New-born Screening Tests:

  • Inborn Errors of Metabolism: Newborn screening for amino acids disorders, organic acidurias and fatty acids oxidation defects.
  • Phenylketonuria: Phenylketonuria is an inborn error of metabolism that results in decreased metabolism of the amino acid phenylalanine. Untreated PKU can lead to intellectual disability, seizures, behavioural problems, and mental disorders. It may also result in a musty smell and lighter skin.
  • Congenital Hypothyroidism: Congenital hypothyroidism is thyroid hormone deficiency present at birth. If untreated for several months after birth, severe congenital hypothyroidism can lead to growth failure and permanent intellectual disability.
  • Galactosemia: Galactosemia is a rare genetic metabolic disorder that affects an individual’s ability to metabolize the sugar galactose properly.
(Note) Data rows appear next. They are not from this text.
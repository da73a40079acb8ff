use crate::config::AnomalyDetectionConfig;
use crate::db::{DataSource, Row};

use super::features;
use super::forest::{self, ForestParams};
use super::rules;
use super::types::{AnomalyEntry, AnomalyReport, ScanError, Series, TimeSeriesRecord};

/// Flags suspiciously low revenue and suspiciously high expenses.
///
/// Every call refits its models from scratch; no state survives between scans.
#[derive(Debug, Clone)]
pub struct AnomalyScanner {
    revenue_table: String,
    expenses_table: String,
    params: ForestParams,
}

impl AnomalyScanner {
    pub fn new(config: &AnomalyDetectionConfig) -> Self {
        Self {
            revenue_table: config.revenue_table.clone(),
            expenses_table: config.expenses_table.clone(),
            params: ForestParams {
                n_estimators: config.n_estimators,
                max_samples: config.max_samples,
                contamination: config.contamination,
                seed: config.seed,
            },
        }
    }

    pub fn query_for(&self, series: Series) -> String {
        let table = match series {
            Series::Revenue => &self.revenue_table,
            Series::Expenses => &self.expenses_table,
        };
        format!("SELECT * FROM {}", table)
    }

    /// Fetch both ledgers and scan them.
    pub async fn detect(&self, source: &dyn DataSource) -> Result<AnomalyReport, ScanError> {
        let (revenue_rows, expense_rows) = futures::future::try_join(
            self.fetch(source, Series::Revenue),
            self.fetch(source, Series::Expenses),
        )
        .await?;

        let revenue = decode_rows(Series::Revenue, &revenue_rows)?;
        let expenses = decode_rows(Series::Expenses, &expense_rows)?;

        let scanner = self.clone();
        tokio::task::spawn_blocking(move || scanner.scan(&revenue, &expenses))
            .await
            .map_err(|e| ScanError::ComputationError {
                series: Series::Revenue,
                reason: format!("scan task failed: {}", e),
            })?
    }

    async fn fetch(&self, source: &dyn DataSource, series: Series) -> Result<Vec<Row>, ScanError> {
        let rows = source
            .execute_query(&self.query_for(series))
            .await
            .map_err(|e| ScanError::DataUnavailable {
                series,
                reason: e.to_string(),
            })?;
        if rows.is_empty() {
            return Err(ScanError::DataUnavailable {
                series,
                reason: "query returned no rows".to_string(),
            });
        }
        Ok(rows)
    }

    /// Label both datasets independently and apply the directional policy.
    pub fn scan(
        &self,
        revenue: &[TimeSeriesRecord],
        expenses: &[TimeSeriesRecord],
    ) -> Result<AnomalyReport, ScanError> {
        Ok(AnomalyReport {
            revenue_anomalies: self.scan_series(Series::Revenue, revenue)?,
            expense_anomalies: self.scan_series(Series::Expenses, expenses)?,
        })
    }

    fn scan_series(
        &self,
        series: Series,
        records: &[TimeSeriesRecord],
    ) -> Result<Vec<AnomalyEntry>, ScanError> {
        if records.is_empty() {
            return Ok(Vec::new());
        }

        let mut matrix = features::feature_matrix(records);
        features::standardize(&mut matrix)
            .map_err(|reason| ScanError::ComputationError { series, reason })?;

        let outcome = forest::fit_predict(&matrix, &self.params);
        let anomalies = rules::retain_penalized(records, &outcome.labels, series.penalized_side());

        tracing::info!(
            series = series.as_str(),
            records = records.len(),
            threshold = outcome.threshold,
            flagged = anomalies.len(),
            "Anomaly scan complete"
        );
        Ok(anomalies)
    }
}

fn decode_rows(series: Series, rows: &[Row]) -> Result<Vec<TimeSeriesRecord>, ScanError> {
    rows.iter()
        .enumerate()
        .map(|(row, r)| {
            TimeSeriesRecord::from_row(r)
                .map_err(|reason| ScanError::MalformedInput { series, row, reason })
        })
        .collect()
}

#[cfg(test)]
mod tests {
    use super::*;
    use crate::anomaly::types::{parse_date, RecordId};
    use crate::db::testing::StaticSource;
    use serde_json::json;

    fn scanner() -> AnomalyScanner {
        AnomalyScanner::new(&AnomalyDetectionConfig::default())
    }

    fn record(id: i64, date: &str, amount: f64) -> TimeSeriesRecord {
        TimeSeriesRecord {
            id: RecordId::Int(id),
            date: parse_date(date).unwrap(),
            amount,
        }
    }

    /// A year of steady daily amounts around `base`, with `spike` at index 150.
    fn ledger(base: f64, spike: f64) -> Vec<TimeSeriesRecord> {
        let start = parse_date("2023-01-01").unwrap();
        (0..365)
            .map(|i| {
                let wobble = ((i * 53) % 17) as f64 - 8.0;
                let amount = if i == 150 { spike } else { base + wobble };
                TimeSeriesRecord {
                    id: RecordId::Int(i + 1),
                    date: start + chrono::Duration::days(i),
                    amount,
                }
            })
            .collect()
    }

    fn median(records: &[TimeSeriesRecord]) -> f64 {
        rules::median_amount(records).unwrap()
    }

    #[test]
    fn test_flags_low_revenue_and_high_expenses() {
        let revenue = ledger(1000.0, 5.0);
        let expenses = ledger(400.0, 9000.0);
        let report = scanner().scan(&revenue, &expenses).unwrap();

        assert!(report.revenue_anomalies.iter().any(|e| e.id == RecordId::Int(151)));
        assert!(report.expense_anomalies.iter().any(|e| e.id == RecordId::Int(151)));
    }

    #[test]
    fn test_directional_policy_holds() {
        // Spikes on the "good" side must never be reported.
        let revenue = ledger(1000.0, 50_000.0);
        let expenses = ledger(400.0, 1.0);
        let report = scanner().scan(&revenue, &expenses).unwrap();

        let rev_median = median(&revenue);
        let exp_median = median(&expenses);
        assert!(report.revenue_anomalies.iter().all(|e| e.amount < rev_median));
        assert!(report.expense_anomalies.iter().all(|e| e.amount > exp_median));
        assert!(!report.revenue_anomalies.iter().any(|e| e.id == RecordId::Int(151)));
        assert!(!report.expense_anomalies.iter().any(|e| e.id == RecordId::Int(151)));
    }

    #[test]
    fn test_scan_is_deterministic() {
        let revenue = ledger(1000.0, 5.0);
        let expenses = ledger(400.0, 9000.0);
        let first = scanner().scan(&revenue, &expenses).unwrap();
        let second = scanner().scan(&revenue, &expenses).unwrap();
        assert_eq!(first, second);
        assert_eq!(
            serde_json::to_string(&first).unwrap(),
            serde_json::to_string(&second).unwrap()
        );
    }

    #[test]
    fn test_three_record_example() {
        let revenue = vec![
            record(1, "2024-01-01", 100.0),
            record(2, "2024-01-02", 100.0),
            record(3, "2024-01-03", 5.0),
        ];
        let expenses = ledger(400.0, 9000.0);
        let report = scanner().scan(&revenue, &expenses).unwrap();
        // Only id 3 sits below the median of 100.
        assert!(report
            .revenue_anomalies
            .iter()
            .all(|e| e.id == RecordId::Int(3)));
    }

    #[test]
    fn test_zero_variance_amount_is_an_error() {
        let revenue = vec![record(1, "2024-01-01", 100.0), record(2, "2024-01-02", 100.0)];
        let err = scanner().scan(&revenue, &ledger(400.0, 9000.0)).unwrap_err();
        assert!(matches!(
            err,
            ScanError::ComputationError { series: Series::Revenue, .. }
        ));
        assert_eq!(err.kind(), "computation_error");
    }

    #[test]
    fn test_single_record_is_an_error() {
        let expenses = vec![record(1, "2024-01-01", 100.0)];
        let err = scanner().scan(&ledger(1000.0, 5.0), &expenses).unwrap_err();
        assert!(matches!(
            err,
            ScanError::ComputationError { series: Series::Expenses, .. }
        ));
    }

    #[test]
    fn test_empty_side_yields_empty_list() {
        let report = scanner().scan(&[], &ledger(400.0, 9000.0)).unwrap();
        assert!(report.revenue_anomalies.is_empty());
        assert!(!report.expense_anomalies.is_empty());
    }

    #[test]
    fn test_nothing_flagged_serializes_empty_arrays() {
        // Both spikes sit on the harmless side, so nothing survives the filter.
        let report = scanner()
            .scan(&ledger(1000.0, 50_000.0), &ledger(400.0, 1.0))
            .unwrap();
        let json = serde_json::to_value(&report).unwrap();
        assert!(json["revenue_anomalies"].is_array());
        assert!(json["expenses_anomalies"].is_array());
    }

    fn ledger_rows(base: f64, spike: f64) -> Vec<serde_json::Value> {
        ledger(base, spike)
            .into_iter()
            .map(|r| {
                let id = serde_json::to_value(&r.id).unwrap();
                json!({
                    "id": id,
                    "date": r.date.format("%Y-%m-%d").to_string(),
                    "amount": r.amount,
                })
            })
            .collect()
    }

    #[tokio::test]
    async fn test_detect_issues_two_fixed_queries() {
        let source = StaticSource::new()
            .with("FROM Revenue", ledger_rows(1000.0, 5.0))
            .with("FROM Expenses", ledger_rows(400.0, 9000.0));

        let report = scanner().detect(&source).await.unwrap();
        assert!(report.revenue_anomalies.iter().any(|e| e.id == RecordId::Int(151)));

        let mut queries = source.queries();
        queries.sort();
        assert_eq!(queries, vec!["SELECT * FROM Expenses", "SELECT * FROM Revenue"]);
    }

    #[tokio::test]
    async fn test_detect_empty_table_is_unavailable() {
        let source = StaticSource::new().with("FROM Revenue", ledger_rows(1000.0, 5.0));
        let err = scanner().detect(&source).await.unwrap_err();
        assert!(matches!(
            err,
            ScanError::DataUnavailable { series: Series::Expenses, .. }
        ));
    }

    #[tokio::test]
    async fn test_detect_unreachable_source() {
        let err = scanner().detect(&StaticSource::unreachable()).await.unwrap_err();
        assert_eq!(err.kind(), "data_unavailable");
    }

    #[tokio::test]
    async fn test_detect_malformed_row() {
        let mut rows = ledger_rows(1000.0, 5.0);
        rows[10] = json!({"id": 11, "date": "not a date", "amount": 1.0});
        let source = StaticSource::new()
            .with("FROM Revenue", rows)
            .with("FROM Expenses", ledger_rows(400.0, 9000.0));

        let err = scanner().detect(&source).await.unwrap_err();
        match err {
            ScanError::MalformedInput { series, row, .. } => {
                assert_eq!(series, Series::Revenue);
                assert_eq!(row, 10);
            }
            other => panic!("unexpected error: {other}"),
        }
    }
}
Galactosemia follows an autosomal recessive mode of inheritance that confers a deficiency in an enzyme responsible for adequate galactose degradation.
  • Congenital adrenal hyperplasia: Congenital adrenal hyperplasia is a group of autosomal recessive disorders characterized by impaired cortisol synthesis. It results from the deficiency of one of the five enzymes required for the synthesis of cortisol in the adrenal cortex.
  • Biotinidase deficiency: Biotinidase deficiency is an autosomal recessive metabolic disorder in which biotin is not released from proteins in the diet during digestion or from normal protein turnover in the cell. This situation results in biotin deficiency.
  • G6PD deficiency: G6PD deficiency is a genetic disorder that most often affects males. It happens when the body doesn’t have enough of an enzyme called glucose-6-phosphate dehydrogenase (G6PD).
  • Sickle Cell Disease Screening: Identifies abnormal haemoglobin that can cause anaemia and other complications.

These screening tests are crucial for early detection and intervention, providing a proactive approach to managing potential health issues. Discuss with your healthcare provider which tests are right for you and your baby to ensure the best possible start in life.